I thought of doing film in the future but I think after experiencing filming at its best and worst. I don't think I'd want to go into it. It is quite physical and requires quite a lot of patience ( so does everything else, I know). And I've realised that it requires quite a lot of team work.
I think it is the physical bit that I'm not too keen on. Wait for rain to stop, wait for lens to unfog, move prop here and there. It wasn't extremely exhausting but just exhausting. I feel very satisfied after filming though. Acting is fun but directing on the other hand, seems more fun but much more difficult. I enjoy acting but I think I'll stick with my brushes, pencils and walcom tablet ( that is still spoilt).
Something about drawing and making sure everything is right makes me feel easy. I'm sure it requires some sort of "team work" if I decide to do it as a career. But you know, drawing things and getting help if you need any is all in ones power.
Why am I worrying about the future anyways.
I should live today as it is. By the way, today is the last day of school so I've got break till 12th of January.
There are extra lessons of course but I hope to go on an impulsive holiday soon.
Maybe I'll go to Malaysia just for the heck of it.
I was googling the art schools that some of the NYU people recommended. Pratt seems pretty awesome, still it is in America and it seems pretty far fetched but I'm just gonna do what I have to do and try my best and see where it gets me. The art schools here are.. pretty.. tragic in my opinion ( but then again besides Tisch Asia which I think is a good school (well duh?), La selle and NAFA is not my thing.)
Somehow, I really want a new environment that'll pull me out of my comfort zone. If there is anything that I can or will be worried about, it is me being the last few in class. Just a burst to that huge ass ego bubble but then again, it'd force me to ask for help and somehow I'm pretty sure I'll improve.
Oh yes and my art teacher got into trouble the other day. Well she had it coming. I talked to her one on one for about 40 minutes and told her the truth. That is " I think you are incompetent. You're irresponsible and I dunno if I can trust you" and then I explained on that. How she can't "Manage her time", how she seems so "scatter brain", how she doesn't seem sure of herself thus making us not sure of her.
It was like that, so Dahlia and Zim basically elaborated on that after I talked to her.
At this point, I do want a new art teacher but I also don't mind having Mrs Umbridge because it'd make me more independent. I mean after all, if I am stuck with a lousy art teacher, I rather I do it on my own. I know Robson thinks I'm heartless to say all that stuff. But I swear, I was as tactful as I could be.

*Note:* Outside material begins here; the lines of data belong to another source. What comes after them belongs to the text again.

pub mod client;

pub use client::{HttpFetcher, PackageFetcher, DOWNLOAD_CHUNK_SIZE};
pub mod command_line;
pub mod process;

pub use command_line::{build_command_line, quote_arg, split_command_line};
pub use process::{launch, LaunchMode, LaunchRequest, ProcessStarter, SystemStarter};
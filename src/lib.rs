pub mod core;

use crate::core::bootstrap::{Bootstrap, EXIT_NO_RUNTIME};
use crate::core::config::BootstrapConfig;
use crate::core::platform::paths::launcher_paths;
use crate::core::platform::{Platform, SystemEnvironment};

/// Entry point shared by the binary: resolves paths and configuration,
/// initialises logging and runs the bootstrap sequence. Returns the exit code.
pub async fn run(args: Vec<String>) -> i32 {
    let paths = match launcher_paths() {
        Ok(paths) => paths.clone(),
        Err(err) => {
            eprintln!("interface-bootstrap: {err}");
            return EXIT_NO_RUNTIME;
        }
    };

    let (config, config_error) = BootstrapConfig::load(paths.exe_dir());
    let debug = config.debug_enabled(&SystemEnvironment);
    let log_file = paths.log_file();
    if let Err(err) = core::logging::init(debug, Some(log_file.as_path())) {
        tracing::warn!("Could not open log file, logging to stderr: {}", err);
    }
    if let Some(err) = config_error {
        tracing::warn!("Ignoring launcher configuration: {}", err);
    }

    tracing::info!(
        "InterfaceOficial bootstrap {} starting from {:?}",
        env!("CARGO_PKG_VERSION"),
        paths.exe_path()
    );

    Bootstrap::new(paths, config, Platform::system(), args)
        .run()
        .await
}
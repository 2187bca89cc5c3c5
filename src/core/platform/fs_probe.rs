use std::path::Path;

use tracing::debug;

use crate::core::error::{LauncherError, LauncherResult};
use crate::core::java::version::Version;

use super::{DirEntryInfo, FilesystemProbe};

/// Real filesystem. On Windows, versions come from the executable's
/// `VS_FIXEDFILEINFO`; elsewhere the interpreter is asked directly.
#[derive(Debug, Clone, Copy, Default)]
pub struct SystemFilesystem;

impl FilesystemProbe for SystemFilesystem {
    fn is_file(&self, path: &Path) -> bool {
        path.is_file()
    }

    fn list_dir(&self, path: &Path) -> LauncherResult<Vec<DirEntryInfo>> {
        let entries = std::fs::read_dir(path).map_err(|source| LauncherError::Io {
            path: path.to_path_buf(),
            source,
        })?;

        Ok(entries
            .filter_map(Result::ok)
            .map(|entry| DirEntryInfo {
                name: entry.file_name().to_string_lossy().to_string(),
                is_dir: entry.file_type().map(|ft| ft.is_dir()).unwrap_or(false),
            })
            .collect())
    }

    fn file_version(&self, path: &Path) -> Option<Version> {
        if !path.is_file() {
            return None;
        }
        let version = read_version(path);
        debug!("Version of {:?}: {:?}", path, version);
        version
    }
}

#[cfg(windows)]
fn read_version(path: &Path) -> Option<Version> {
    use std::ffi::c_void;
    use std::os::windows::ffi::OsStrExt;

    use windows_sys::Win32::Storage::FileSystem::{
        GetFileVersionInfoSizeW, GetFileVersionInfoW, VS_FIXEDFILEINFO, VerQueryValueW,
    };

    let wide_path = path
        .as_os_str()
        .encode_wide()
        .chain(std::iter::once(0))
        .collect::<Vec<u16>>();
    let root_block = "\\"
        .encode_utf16()
        .chain(std::iter::once(0))
        .collect::<Vec<u16>>();

    let mut handle = 0u32;
    // SAFETY: `wide_path` is NUL-terminated and outlives the call.
    let size = unsafe { GetFileVersionInfoSizeW(wide_path.as_ptr(), &mut handle) };
    if size == 0 {
        return None;
    }

    let mut block = vec![0u8; size as usize];
    // SAFETY: `block` holds exactly `size` writable bytes.
    let loaded = unsafe {
        GetFileVersionInfoW(
            wide_path.as_ptr(),
            0,
            size,
            block.as_mut_ptr().cast::<c_void>(),
        )
    };
    if loaded == 0 {
        return None;
    }

    let mut info: *mut c_void = std::ptr::null_mut();
    let mut len = 0u32;
    // SAFETY: `block` was filled by GetFileVersionInfoW; `info` points into it.
    let found = unsafe {
        VerQueryValueW(
            block.as_ptr().cast::<c_void>(),
            root_block.as_ptr(),
            &mut info,
            &mut len,
        )
    };
    if found == 0 || info.is_null() || (len as usize) < std::mem::size_of::<VS_FIXEDFILEINFO>() {
        return None;
    }

    // SAFETY: checked non-null and large enough above; `block` is still alive.
    let fixed = unsafe { &*info.cast::<VS_FIXEDFILEINFO>() };
    Some(Version::from_packed(
        fixed.dwFileVersionMS,
        fixed.dwFileVersionLS,
    ))
}

#[cfg(not(windows))]
fn read_version(path: &Path) -> Option<Version> {
    let output = std::process::Command::new(path)
        .arg("-version")
        .output()
        .ok()?;
    let text = format!(
        "{}\n{}",
        String::from_utf8_lossy(&output.stderr),
        String::from_utf8_lossy(&output.stdout)
    );
    parse_version_output(&text)
}

/// Extracts the quoted version from `java -version` output.
#[cfg_attr(windows, allow(dead_code))]
fn parse_version_output(output: &str) -> Option<Version> {
    output.lines().find_map(|line| {
        let start = line.find('"')?;
        let end = line[start + 1..].find('"')?;
        let version = Version::parse(&line[start + 1..start + 1 + end]);
        (!version.is_zero()).then_some(version)
    })
}
//! # Kite App
//!
//! The Kite application core. An [`App`] owns the route table and the
//! middleware pipeline, and exposes one entry point to the host:
//! [`App::handle`], which turns a raw request descriptor into a rendered
//! response.
//!
//! The host owns the network listener, the accept loop, and all
//! concurrency; it calls `handle` once per inbound message. Registration
//! (`route`, `middleware`) is a setup-time operation: an `App` is expected
//! to be fully configured before the host begins serving, after which it is
//! only read.
//!
//! # Example
//!
//! ```rust
//! use http::StatusCode;
//! use kite_app::App;
//! use kite_core::{RawRequest, Request, Response};
//! use kite_router::Params;
//! use serde_json::json;
//!
//! fn index(_request: &Request, mut response: Response, _params: &Params) -> Response {
//!     response.set(json!({"message": "Hello, World!"}), StatusCode::OK);
//!     response
//! }
//!
//! let mut app = App::new();
//! app.route("/", index);
//!
//! let raw = RawRequest::builder().method("GET").target("/").build();
//! let rendered = app.handle(raw).unwrap();
//! assert_eq!(rendered.status(), StatusCode::OK);
//! ```

#![doc(html_root_url = "https://docs.rs/kite-app/0.1.0")]
#![warn(missing_docs)]
#![forbid(unsafe_code)]

mod app;

pub use app::{App, AppBuilder};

I wasn't mocking her or being aggressive ( well okay, a little but it wasn't like I was gonna bite off her head).
I said it very "matter of factly". Because it really IS very matter of fact.
I believe I'm reasonable enough and I don't just hate her after 1 incident or because of her face.
It was continuous, this abuse. As someone from my art class has said "We're her art slaves" and we really are or we really were ( if she isn't going to be our teacher next year).
Anyway, on a professional level she is incompetent and that's even after I've cut her a ton of slack.
On a teacher and student relationship level, I don't like her. ( Based on past incidents and her attitude in general. How childish she can be oh!! How attention seeking, how kpo, how annoying.)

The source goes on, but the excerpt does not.